November 23, 2024

How to Express Sin and Cos Functions as the Sum and Difference of Complex Exponentials


In this mathematics, calculus, signal processing, and control engineering tutorial, we will learn how to express \sin and \cos functions of the real argument or of the real angles as the sum and difference of complex exponentials. That is, we will learn how to derive the following formulas

(1)   \begin{align*}\sin (\theta)=\frac{e^{j\theta}-e^{-j\theta}}{2j} \\\cos (\theta)=\frac{e^{j\theta}+e^{-j\theta}}{2} \end{align*}

where j is the imaginary unit and \theta is the angle that is often expressed in radians. These two formulas play a very important role in digital signal processing, control engineering, and in many other fields because many times they can be used to significantly simplify calculations of quantities such as transfer functions, magnitude and phase responses, etc. In this tutorial, we explain how to derive these formulas, and at the end of the tutorial, we explain how these formulas can be used to compute the coefficients of the Fourier series Expansion. The YouTube video accompanying this post is given below.

Derivation of Formulas

To derive these formulas we need to start from the Euler representation of the exponential of the complex number. Consider the complex unit circle shown in the figure below.

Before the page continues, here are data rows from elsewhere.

//! HTTP server for the docent service

pub mod routes;
pub mod state;

use axum::{routing::get, Router};
use std::net::SocketAddr;
use tower_http::{
    compression::CompressionLayer,
    cors::{Any, CorsLayer},
    trace::TraceLayer,
};

use crate::config::AppConfig;
use crate::error::{Error, Result};
use state::AppState;

/// Docent HTTP server
pub struct Server {
    config: AppConfig,
    state: AppState,
}

impl Server {
    /// Create a server, initializing catalog, index, and providers
    pub async fn new(config: AppConfig) -> Result<Self> {
        let state = AppState::new(config.clone()).await?;
        Ok(Self { config, state })
    }

    /// Build the router with all routes and middleware
    fn build_router(&self) -> Router {
        let mut router = Router::new()
            .route("/health", get(health_check))
            .route("/ready", get(readiness))
            .nest("/api", routes::api_routes(self.config.server.max_upload_size))
            .with_state(self.state.clone())
            .layer(TraceLayer::new_for_http())
            .layer(CompressionLayer::new());

        if self.config.server.enable_cors {
            let cors = CorsLayer::new()
                .allow_origin(Any)
                .allow_methods(Any)
                .allow_headers(Any);
            router = router.layer(cors);
        }

        router
    }

    /// Start serving
    pub async fn start(self) -> Result<()> {
        let addr: SocketAddr = format!("{}:{}", self.config.server.host, self.config.server.port)
            .parse()
            .map_err(|e| Error::Config(format!("invalid address: {}", e)))?;

        let router = self.build_router();

        tracing::info!("starting docent server on http://{}", addr);

        let listener = tokio::net::TcpListener::bind(addr)
            .await
            .map_err(|e| Error::Config(format!("failed to bind {}: {}", addr, e)))?;

        axum::serve(listener, router)
            .await
            .map_err(|e| Error::Internal(format!("server error: {}", e)))?;

        Ok(())
    }

    /// The address the server is configured for
    pub fn address(&self) -> String {
        format!("{}:{}", self.config.server.host, self.config.server.port)
    }
}

/// Health check endpoint
async fn health_check() -> &'static str {
    "OK"
}

/// Readiness check endpoint
async fn readiness(state: axum::extract::State<AppState>) -> axum::http::StatusCode {
    if state.is_ready() {
        axum::http::StatusCode::OK
    } else {
        axum::http::StatusCode::SERVICE_UNAVAILABLE
    }
}
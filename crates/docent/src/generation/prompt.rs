//! Prompt construction for grounded answering

use crate::memory::ConversationTurn;
use crate::providers::{ChatMessage, ChatRole};
use crate::types::query::Role;

/// Builds the message list sent to the LLM
pub struct PromptBuilder;

impl PromptBuilder {
    /// System instruction embedding the assembled context.
    ///
    /// The model must answer only from the context, decline when the context
    /// is insufficient, and attribute facts to the `[From: name]` document
    /// tags when several documents contribute.
    pub fn system_prompt(context: &str) -> String {
        format!(
            r#"You are a helpful assistant that answers questions using only the provided context.

Rules:
- Answer questions based ONLY on the context below
- If the context does not contain the answer, say "I don't have information about that in my knowledge base"
- Be concise and direct
- When information comes from different documents (indicated by [From: name]), attribute each statement to its source document by name

Context:
{context}"#
        )
    }

    /// Assemble system + windowed history + current query.
    ///
    /// Only the last `history_window` turns are included, in chronological
    /// order, followed by the query as the final user message.
    pub fn build_messages(
        query: &str,
        context: &str,
        history: &[ConversationTurn],
        history_window: usize,
    ) -> Vec<ChatMessage> {
        let mut messages = Vec::with_capacity(history.len().min(history_window) + 2);
        messages.push(ChatMessage::system(Self::system_prompt(context)));

        let skip = history.len().saturating_sub(history_window);
        for turn in &history[skip..] {
            let role = match turn.role {
                Role::User => ChatRole::User,
                Role::Assistant => ChatRole::Assistant,
            };
            messages.push(ChatMessage {
                role,
                content: turn.content.clone(),
            });
        }

        messages.push(ChatMessage::user(query));
        messages
    }
}
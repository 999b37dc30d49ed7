//! Configuration for the docent service

use serde::{Deserialize, Serialize};
use std::path::{Path, PathBuf};

use crate::error::{Error, Result};

/// Top-level application configuration
#[derive(Debug, Clone, Default, Serialize, Deserialize)]
#[serde(default)]
pub struct AppConfig {
    /// Server configuration
    pub server: ServerConfig,
    /// Embedding configuration
    pub embeddings: EmbeddingConfig,
    /// Chunking configuration
    pub chunking: ChunkingConfig,
    /// Retrieval configuration
    pub retrieval: RetrievalConfig,
    /// LLM configuration
    pub llm: LlmConfig,
    /// Vector index configuration
    pub index: IndexConfig,
    /// Catalog storage configuration
    pub storage: StorageConfig,
    /// Conversation memory configuration
    pub memory: MemoryConfig,
}

impl AppConfig {
    /// Load configuration from a TOML file, falling back to defaults when
    /// `path` is `None`. Validates before returning.
    pub fn load(path: Option<&Path>) -> Result<Self> {
        let config = match path {
            Some(p) => {
                let raw = std::fs::read_to_string(p)?;
                toml::from_str(&raw)
                    .map_err(|e| Error::Config(format!("invalid config {}: {}", p.display(), e)))?
            }
            None => Self::default(),
        };
        config.validate()?;
        Ok(config)
    }

    /// Reject configurations the pipeline cannot run with
    pub fn validate(&self) -> Result<()> {
        if self.chunking.chunk_size == 0 {
            return Err(Error::Config("chunk_size must be positive".into()));
        }
        if self.chunking.chunk_overlap * 2 >= self.chunking.chunk_size {
            return Err(Error::Config(
                "chunk_overlap must be less than half of chunk_size".into(),
            ));
        }
        if self.embeddings.dimensions == 0 {
            return Err(Error::Config("embedding dimensions must be positive".into()));
        }
        if !(0.0..=1.0).contains(&self.retrieval.similarity_threshold) {
            return Err(Error::Config(
                "similarity_threshold must be within [0.0, 1.0]".into(),
            ));
        }
        Ok(())
    }
}

/// Server configuration
#[derive(Debug, Clone, Serialize, Deserialize)]
#[serde(default)]
pub struct ServerConfig {
    /// Host address
    pub host: String,
    /// Port number
    pub port: u16,
    /// Enable CORS
    pub enable_cors: bool,
    /// Maximum upload size in bytes
    pub max_upload_size: usize,
}

impl Default for ServerConfig {
    fn default() -> Self {
        Self {
            host: "0.0.0.0".to_string(),
            port: 8080,
            enable_cors: true,
            max_upload_size: 50 * 1024 * 1024, // 50MB
        }
    }
}

/// Which embedding backend to use
#[derive(Debug, Clone, Copy, Default, Serialize, Deserialize, PartialEq, Eq)]
#[serde(rename_all = "lowercase")]
pub enum EmbeddingBackend {
    /// Local Ollama server
    #[default]
    Ollama,
    /// Hash-seeded vectors, fully offline and reproducible
    Deterministic,
}

/// Embedding configuration
#[derive(Debug, Clone, Serialize, Deserialize)]
#[serde(default)]
pub struct EmbeddingConfig {
    /// Backend provider
    pub provider: EmbeddingBackend,
    /// Embedding model name (Ollama backend)
    pub model: String,
    /// Vector width; fixed for the lifetime of the store
    pub dimensions: usize,
}

impl Default for EmbeddingConfig {
    fn default() -> Self {
        Self {
            provider: EmbeddingBackend::Ollama,
            model: "nomic-embed-text".to_string(),
            dimensions: 768,
        }
    }
}

/// Text chunking configuration
#[derive(Debug, Clone, Serialize, Deserialize)]
#[serde(default)]
pub struct ChunkingConfig {
    /// Target chunk size in characters
    pub chunk_size: usize,
    /// Overlap between consecutive chunks
    pub chunk_overlap: usize,
}

impl Default for ChunkingConfig {
    fn default() -> Self {
        Self {
            chunk_size: 1000,
            chunk_overlap: 200,
        }
    }
}

/// Retrieval configuration
#[derive(Debug, Clone, Serialize, Deserialize)]
#[serde(default)]
pub struct RetrievalConfig {
    /// Number of chunks fetched from the index
    pub top_k: usize,
    /// Minimum similarity for a chunk to count as relevant
    pub similarity_threshold: f32,
    /// At most this many accepted chunks reach the prompt
    pub max_context_chunks: usize,
}

impl Default for RetrievalConfig {
    fn default() -> Self {
        Self {
            top_k: 5,
            similarity_threshold: 0.3,
            max_context_chunks: 3,
        }
    }
}

/// LLM configuration (Ollama)
#[derive(Debug, Clone, Serialize, Deserialize)]
#[serde(default)]
pub struct LlmConfig {
    /// Ollama base URL
    pub base_url: String,
    /// Generation model name
    pub generate_model: String,
    /// Sampling temperature
    pub temperature: f32,
    /// Maximum tokens in the completion
    pub max_tokens: usize,
    /// Request timeout in seconds
    pub timeout_secs: u64,
    /// Retries for failed embedding requests
    pub max_retries: u32,
}

impl Default for LlmConfig {
    fn default() -> Self {
        Self {
            base_url: "http://localhost:11434".to_string(),
            generate_model: "llama3.2:3b".to_string(),
            temperature: 0.7,
            max_tokens: 1000,
            timeout_secs: 120,
            max_retries: 2,
        }
    }
}

/// Which vector index backend to use
#[derive(Debug, Clone, Copy, Default, Serialize, Deserialize, PartialEq, Eq)]
#[serde(rename_all = "lowercase")]
pub enum IndexBackend {
    /// Exact brute-force scan
    #[default]
    Flat,
    /// Approximate HNSW graph
    Hnsw,
}

/// Vector index configuration
#[derive(Debug, Clone, Serialize, Deserialize)]
#[serde(default)]
pub struct IndexConfig {
    /// Index backend
    pub backend: IndexBackend,
    /// HNSW M parameter (connections per layer)
    pub hnsw_m: usize,
    /// HNSW ef_construction parameter
    pub hnsw_ef_construction: usize,
    /// HNSW ef_search parameter
    pub hnsw_ef_search: usize,
    /// Expected maximum chunk count (HNSW sizing hint)
    pub capacity: usize,
}

impl Default for IndexConfig {
    fn default() -> Self {
        Self {
            backend: IndexBackend::Flat,
            hnsw_m: 32,
            hnsw_ef_construction: 200,
            hnsw_ef_search: 100,
            capacity: 100_000,
        }
    }
}

/// Catalog storage configuration
#[derive(Debug, Clone, Serialize, Deserialize)]
#[serde(default)]
pub struct StorageConfig {
    /// Path to the SQLite catalog
    pub database_path: PathBuf,
}

impl Default for StorageConfig {
    fn default() -> Self {
        let database_path = dirs::data_local_dir()
            .unwrap_or_else(|| PathBuf::from("."))
            .join("docent")
            .join("catalog.db");
        Self { database_path }
    }
}

/// Conversation memory configuration
#[derive(Debug, Clone, Serialize, Deserialize)]
#[serde(default)]
pub struct MemoryConfig {
    /// How many prior turns reach the prompt
    pub history_window: usize,
    /// Per-session turn cap; oldest turns are dropped beyond it
    pub max_turns_per_session: usize,
    /// Global session cap; the least recently active session is evicted
    pub max_sessions: usize,
}

impl Default for MemoryConfig {
    fn default() -> Self {
        Self {
            history_window: 5,
            max_turns_per_session: 50,
            max_sessions: 1024,
        }
    }
}

#[cfg(test)]
mod tests {
    use super::*;

    #[test]
    fn defaults_are_valid() {
        AppConfig::default().validate().unwrap();
    }

    #[test]
    fn oversized_overlap_is_rejected() {
        let mut config = AppConfig::default();
        config.chunking.chunk_size = 100;
        config.chunking.chunk_overlap = 60;
        assert!(config.validate().is_err());
    }

    #[test]
    fn threshold_out_of_range_is_rejected() {
        let mut config = AppConfig::default();
        config.retrieval.similarity_threshold = 1.5;
        assert!(config.validate().is_err());
    }

    #[test]
    fn parses_partial_toml() {
        let raw = r#"
            [chunking]
            chunk_size = 512

            [index]
            backend = "hnsw"
        "#;
        let config: AppConfig = toml::from_str(raw).unwrap();
        assert_eq!(config.chunking.chunk_size, 512);
        assert_eq!(config.chunking.chunk_overlap, 200);
        assert_eq!(config.index.backend, IndexBackend::Hnsw);
        assert_eq!(config.retrieval.top_k, 5);
    }
}
//! Output types for recommendation queries.

use cinematch_table::Movie;
use serde::Serialize;

/// Decimal places used when displaying an average rating.
pub const RATING_DECIMALS: u32 = 2;

/// Rounds `value` to `decimals` places, ties to even (`4.125` -> `4.12`).
pub fn round_rating(value: f64, decimals: u32) -> f64 {
    let scale = 10f64.powi(decimals as i32);
    (value * scale).round_ties_even() / scale
}

/// One recommended unseen title.
#[derive(Debug, Clone, PartialEq, Serialize)]
pub struct Recommendation {
    /// Title (catalog key).
    pub title: String,
    /// Primary genre the title competed in.
    pub genre: String,
    /// Mean of the selected critics' present ratings, unrounded.
    pub avg_rating: f64,
    /// Release year.
    pub year: i32,
    /// Runtime in minutes, when catalogued.
    #[serde(skip_serializing_if = "Option::is_none")]
    pub runtime: Option<f64>,
}

impl Recommendation {
    /// Builds a recommendation from catalog metadata and an average rating.
    pub(crate) fn from_movie(movie: &Movie, avg_rating: f64) -> Self {
        Self {
            title: movie.title.clone(),
            genre: movie.genre.clone(),
            avg_rating,
            year: movie.year,
            runtime: movie.runtime,
        }
    }

    /// Returns the average rating rounded for display.
    pub fn rounded_rating(&self) -> f64 {
        round_rating(self.avg_rating, RATING_DECIMALS)
    }
}

/// Result of a recommendation query.
///
/// Items are ordered by genre, then title. The counters report how many
/// unseen titles were considered and why some of them were dropped.
#[derive(Debug, Clone, Default, PartialEq, Serialize)]
pub struct Recommendations {
    items: Vec<Recommendation>,
    n_unseen: usize,
    n_undefined_average: usize,
    n_catalog_miss: usize,
}

impl Recommendations {
    /// Creates a new `Recommendations`.
    pub(crate) fn new(
        items: Vec<Recommendation>,
        n_unseen: usize,
        n_undefined_average: usize,
        n_catalog_miss: usize,
    ) -> Self {
        Self {
            items,
            n_unseen,
            n_undefined_average,
            n_catalog_miss,
        }
    }

    /// Returns the recommendations.
    pub fn items(&self) -> &[Recommendation] {
        &self.items
    }

    /// Returns the number of recommendations.
    pub fn len(&self) -> usize {
        self.items.len()
    }

    /// Returns `true` if nothing is recommended.
    pub fn is_empty(&self) -> bool {
        self.items.is_empty()
    }

    /// Returns the number of titles the user has not seen.
    pub fn n_unseen(&self) -> usize {
        self.n_unseen
    }

    /// Returns the number of unseen titles none of the selected critics rated.
    pub fn n_undefined_average(&self) -> usize {
        self.n_undefined_average
    }

    /// Returns the number of rated unseen titles missing from the catalog.
    pub fn n_catalog_miss(&self) -> usize {
        self.n_catalog_miss
    }

    /// Iterates over the distinct genres present, in order.
    pub fn genres(&self) -> impl Iterator<Item = &str> {
        let mut last: Option<&str> = None;
        self.items.iter().filter_map(move |r| {
            let g = r.genre.as_str();
            if last == Some(g) {
                None
            } else {
                last = Some(g);
                Some(g)
            }
        })
    }
}

#[cfg(test)]
mod tests {
    use super::*;
    use approx::assert_abs_diff_eq;

    fn rec(title: &str, genre: &str, avg: f64) -> Recommendation {
        Recommendation::from_movie(&Movie::new(title, genre, 2000, None), avg)
    }

    #[test]
    fn test_round_rating() {
        assert_abs_diff_eq!(round_rating(3.0, 2), 3.0, epsilon = 1e-12);
        assert_abs_diff_eq!(round_rating(10.0 / 3.0, 2), 3.33, epsilon = 1e-12);
        assert_abs_diff_eq!(round_rating(4.666_666, 2), 4.67, epsilon = 1e-12);
        assert_abs_diff_eq!(round_rating(4.666_666, 0), 5.0, epsilon = 1e-12);
    }

    #[test]
    fn test_round_rating_ties_to_even() {
        // mean of 4 and 4.25
        assert_abs_diff_eq!(round_rating((4.0 + 4.25) / 2.0, 2), 4.12, epsilon = 1e-12);
        assert_abs_diff_eq!(round_rating(4.375, 2), 4.38, epsilon = 1e-12);
        assert_abs_diff_eq!(round_rating(2.5, 0), 2.0, epsilon = 1e-12);
    }

    #[test]
    fn test_rounded_rating_keeps_raw_value() {
        let r = rec("Heat", "Crime", 11.0 / 3.0);
        assert_abs_diff_eq!(r.avg_rating, 11.0 / 3.0, epsilon = 1e-15);
        assert_abs_diff_eq!(r.rounded_rating(), 3.67, epsilon = 1e-12);
    }

    #[test]
    fn test_accessors() {
        let result = Recommendations::new(
            vec![rec("A", "Crime", 4.0), rec("B", "Crime", 4.0), rec("C", "Drama", 3.0)],
            5,
            1,
            1,
        );
        assert_eq!(result.len(), 3);
        assert!(!result.is_empty());
        assert_eq!(result.n_unseen(), 5);
        assert_eq!(result.n_undefined_average(), 1);
        assert_eq!(result.n_catalog_miss(), 1);
        let genres: Vec<&str> = result.genres().collect();
        assert_eq!(genres, vec!["Crime", "Drama"]);
    }

    #[test]
    fn test_runtime_omitted_from_json_when_absent() {
        let json = serde_json::to_string(&rec("A", "Crime", 4.0)).unwrap();
        assert!(!json.contains("runtime"));
        let with_runtime =
            Recommendation::from_movie(&Movie::new("B", "Crime", 1999, Some(120.0)), 4.0);
        let json = serde_json::to_string(&with_runtime).unwrap();
        assert!(json.contains("\"runtime\":120.0"));
    }
}
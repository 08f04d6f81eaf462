//! Mean rating of the selected critics.

use cinematch_table::RatingsTable;
use tracing::debug;

/// Mean of the present ratings of `columns` for `title`.
///
/// Returns `None` when every selected cell is unrated.
pub(crate) fn mean_rating(critics: &RatingsTable, title: &str, columns: &[usize]) -> Option<f64> {
    let (sum, n) = columns
        .iter()
        .filter_map(|&c| critics.rating(title, c))
        .fold((0.0, 0usize), |(s, n), v| (s + v, n + 1));
    (n > 0).then(|| sum / n as f64)
}

/// Averages for a set of titles.
#[derive(Debug, Clone, Default, PartialEq)]
pub(crate) struct Averaged<'a> {
    /// `(title, mean)` pairs in input order.
    pub(crate) rated: Vec<(&'a str, f64)>,
    /// Titles dropped because no selected critic rated them.
    pub(crate) n_undefined: usize,
}

/// Computes [`mean_rating`] for every title, dropping undefined averages.
pub(crate) fn average_ratings<'a>(
    critics: &RatingsTable,
    titles: &[&'a str],
    columns: &[usize],
) -> Averaged<'a> {
    let mut out = Averaged::default();
    for &title in titles {
        match mean_rating(critics, title, columns) {
            Some(avg) => out.rated.push((title, avg)),
            None => {
                debug!(title, "no selected critic rated this title, skipping");
                out.n_undefined += 1;
            }
        }
    }
    out
}

#[cfg(test)]
mod tests {
    use super::*;
    use approx::assert_abs_diff_eq;

    fn critics() -> RatingsTable {
        RatingsTable::new(
            "Title",
            vec!["C1".into(), "C2".into(), "C3".into()],
            vec![
                ("A".into(), vec![Some(4.0), Some(2.0), Some(9.0)]),
                ("B".into(), vec![Some(5.0), None, None]),
                ("C".into(), vec![None, None, Some(1.0)]),
            ],
        )
        .unwrap()
    }

    #[test]
    fn test_mean_over_selected_columns_only() {
        let avg = mean_rating(&critics(), "A", &[0, 1]).unwrap();
        assert_abs_diff_eq!(avg, 3.0, epsilon = 1e-12);
    }

    #[test]
    fn test_missing_cells_not_counted_as_zero() {
        let avg = mean_rating(&critics(), "B", &[0, 1]).unwrap();
        assert_abs_diff_eq!(avg, 5.0, epsilon = 1e-12);
    }

    #[test]
    fn test_all_missing_is_undefined() {
        assert!(mean_rating(&critics(), "C", &[0, 1]).is_none());
    }

    #[test]
    fn test_average_ratings_counts_undefined() {
        let out = average_ratings(&critics(), &["A", "B", "C"], &[0, 1]);
        assert_eq!(out.rated.len(), 2);
        assert_eq!(out.rated[0].0, "A");
        assert_eq!(out.rated[1].0, "B");
        assert_eq!(out.n_undefined, 1);
    }
}
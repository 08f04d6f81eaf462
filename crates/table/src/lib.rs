//! # cinematch-table
//!
//! Read-only snapshots of the three inputs the recommender works on: the
//! critics' [`RatingsTable`], the user's [`PersonalRatings`], and the
//! [`MovieCatalog`]. Every constructor validates its input and reports all
//! violations at once.

mod catalog;
mod error;
mod personal;
mod ratings;
mod validate;

pub use catalog::{Movie, MovieCatalog};
pub use error::TableError;
pub use personal::PersonalRatings;
pub use ratings::RatingsTable;
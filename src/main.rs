mod cli;
mod config;
mod convert;
mod critics_cmd;
mod logging;
mod present;
mod recommend_cmd;

use std::process;

use anyhow::Result;
use clap::Parser;

use crate::cli::{Cli, Command};

fn main() {
    let cli = Cli::parse();
    logging::init(cli.verbose);

    if let Err(e) = run(cli.command) {
        eprintln!("Error: {e:#}");
        process::exit(1);
    }
}

fn run(command: Command) -> Result<()> {
    match command {
        Command::Recommend(args) => recommend_cmd::run(args),
        Command::Critics(args) => critics_cmd::run(args),
    }
}
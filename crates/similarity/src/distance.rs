//! Euclidean distance over commonly rated titles.

use cinematch_table::{PersonalRatings, RatingsTable};

use crate::result::CriticScore;

/// Squared-difference sum and number of titles rated by both parties.
#[derive(Debug, Clone, Copy, PartialEq)]
pub(crate) struct Overlap {
    pub(crate) sq_sum: f64,
    pub(crate) n_shared: usize,
}

impl Overlap {
    /// Euclidean distance, or `+inf` when nothing is shared.
    pub(crate) fn distance(&self) -> f64 {
        if self.n_shared == 0 {
            f64::INFINITY
        } else {
            self.sq_sum.sqrt()
        }
    }
}

/// Joins the user's ratings with rater `column` on title and accumulates
/// squared differences.
///
/// ```text
/// sq_sum = Σ_{t ∈ personal ∩ rater} (personal[t] − rater[t])²
/// ```
///
/// Titles missing a rating on either side do not participate.
pub(crate) fn shared_overlap(
    personal: &PersonalRatings,
    critics: &RatingsTable,
    column: usize,
) -> Overlap {
    let mut sq_sum = 0.0;
    let mut n_shared = 0;
    for (title, mine) in personal.rated() {
        if let Some(theirs) = critics.rating(title, column) {
            let d = mine - theirs;
            sq_sum += d * d;
            n_shared += 1;
        }
    }
    Overlap { sq_sum, n_shared }
}

/// Scores every rater column of `critics` against `personal`, in column order.
///
/// The identifier column is not a rater and never produces a score.
pub(crate) fn critic_scores(critics: &RatingsTable, personal: &PersonalRatings) -> Vec<CriticScore> {
    critics
        .raters()
        .iter()
        .enumerate()
        .map(|(column, rater)| {
            let overlap = shared_overlap(personal, critics, column);
            CriticScore::new(rater.clone(), column, overlap.distance(), overlap.n_shared)
        })
        .collect()
}
use tracing_subscriber::EnvFilter;

/// All workspace crate targets that should receive log output.
const CRATE_TARGETS: &[&str] = &[
    "cinematch",
    "cinematch_io",
    "cinematch_recommend",
    "cinematch_similarity",
    "cinematch_table",
];

/// Initialize tracing based on CLI verbosity level.
///
/// Mapping:
/// - 0 (none) -> warn
/// - 1 (-v)   -> info
/// - 2 (-vv)  -> debug
/// - 3+ (-vvv)-> trace
///
/// `RUST_LOG` env var overrides the CLI flag if set. Logs go to stderr so
/// they never mix with the recommendations printed on stdout.
pub fn init(verbosity: u8) {
    let filter =
        EnvFilter::try_from_default_env().unwrap_or_else(|_| EnvFilter::new(default_filter(verbosity)));

    tracing_subscriber::fmt()
        .with_env_filter(filter)
        .with_writer(std::io::stderr)
        .init();
}

/// Builds the per-crate filter directive for a verbosity level.
fn default_filter(verbosity: u8) -> String {
    let level = match verbosity {
        0 => "warn",
        1 => "info",
        2 => "debug",
        _ => "trace",
    };

    CRATE_TARGETS
        .iter()
        .map(|t| format!("{t}={level}"))
        .collect::<Vec<_>>()
        .join(",")
}
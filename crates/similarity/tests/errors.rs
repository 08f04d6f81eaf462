//! Integration tests for SimilarityError variants.

use cinematch_similarity::{RankConfig, SimilarityError, rank_critics};
use cinematch_table::{PersonalRatings, RatingsTable};

fn personal() -> PersonalRatings {
    PersonalRatings::new("me", vec![("A".into(), Some(4.0))]).unwrap()
}

#[test]
fn error_invalid_k() {
    let critics = RatingsTable::new(
        "Title",
        vec!["C1".into()],
        vec![("A".into(), vec![Some(4.0)])],
    )
    .unwrap();
    let result = rank_critics(&critics, &personal(), &RankConfig::new(0));
    assert!(matches!(result, Err(SimilarityError::InvalidK { k: 0 })));
}

#[test]
fn error_no_raters() {
    let critics = RatingsTable::new("Title", vec![], vec![("A".into(), vec![])]).unwrap();
    let result = rank_critics(&critics, &personal(), &RankConfig::default());
    assert!(matches!(result, Err(SimilarityError::NoRaters)));
}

The complex number shown in the figure above can be represented in the polar form as

(2)   \begin{align*}|1|\cdot e^{j\theta}=e^{j\theta}\end{align*}

The complex number has projections onto the real and imaginary axes. These projections are 1\cdot \cos(\theta), and 1\cdot \sin(\theta), respectively. Consequently, we can represent the polar form as

(3)   \begin{align*}e^{j\theta}=\cos(\theta)+j\sin(\theta)\end{align*}

This is Euler’s formula for the exponential of the complex number. On the other hand, from (3), we have

(4)   \begin{align*}e^{-j\theta}=\cos(-\theta)+j\sin(-\theta)=\cos(\theta)-j\sin(\theta)\end{align*}

Let us write the formulas (3) and (4) together

(5)   \begin{align*}e^{j\theta}=\cos(\theta)+j\sin(\theta) \\e^{-j\theta}=\cos(\theta)-j\sin(\theta)\end{align*}

To derive the formulas for \sin (\theta) and \cos (\theta), we can think of these two equations as two equations with two unknowns that we want to solve. The unknowns are \sin (\theta) and \cos (\theta).

Let us first solve these two equations for \sin (\theta). From (5), we have

(6)   \begin{align*}e^{j\theta}-e^{-j\theta}=\cos(\theta)+j\sin(\theta)-\cos(\theta)+j\sin(\theta)=2j\sin(\theta)\end{align*}

From the last equation, we obtain the expression for \sin (\theta)

(7)   \begin{align*}\sin(\theta)=\frac{e^{j\theta}-e^{-j\theta}}{2j}\end{align*}

Next, let us solve the equations (5) for \cos (\theta). From this equation, we have

(8)   \begin{align*}e^{j\theta}+e^{-j\theta}=\cos(\theta)+j\sin(\theta)+\cos(\theta)-j\sin(\theta)=2\cos(\theta)\end{align*}

From the last equation, we obtain the expression for \cos (\theta)

(9)   \begin{align*}\cos(\theta)=\frac{e^{j\theta}+e^{-j\theta}}{2}\end{align*}

Application of Derived Formulas

We use the derived formulas to solve the following problem. Compute the Fourier series coefficients and Fourier series expansion of the following periodic function

(10)   \begin{align*}y(t)=\cos (2\omega_{0}t)+\sin (3\omega_{0}t)\end{align*}

where \omega_{0} is the fundamental frequency. We can solve this problem by using the Fourier series integrals that we explained in our previous tutorial. However, there is a more elegant approach to solving this problem by using the formulas (1). By using these formulas, we obtain

(11)   \begin{align*}y(t)=\frac{e^{j2\omega_{0}t}+e^{-j2\omega_{0}t}}{2}+ \frac{e^{j3\omega_{0}t}-e^{-j3\omega_{0}t}}{2j}\end{align*}

From this expression, we immediately obtain the Fourier series expansion

(12)   \begin{align*}y(t)=-\frac{1}{2j}e^{-j3\omega_{0}t}+\frac{1}{2}e^{-j2\omega_{0}t}+\frac{1}{2}e^{j2\omega_{0}t}+\frac{1}{2j}e^{j3\omega_{0}t}\end{align*}

That is

(13)   \begin{align*}y(t)=c_{-3}e^{-j3\omega_{0}t}+c_{-2}e^{-j2\omega_{0}t}+c_{2}e^{j2\omega_{0}t}+c_{3}e^{j3\omega_{0}t}\end{align*}

where the Fourier series coefficients are given below

(14)   \begin{align*}c_{-3}=-\frac{1}{2j} \\c_{-2}=\frac{1}{2}\\c_{2}=\frac{1}{2}\\c_{3}=\frac{1}{2j}\end{align*}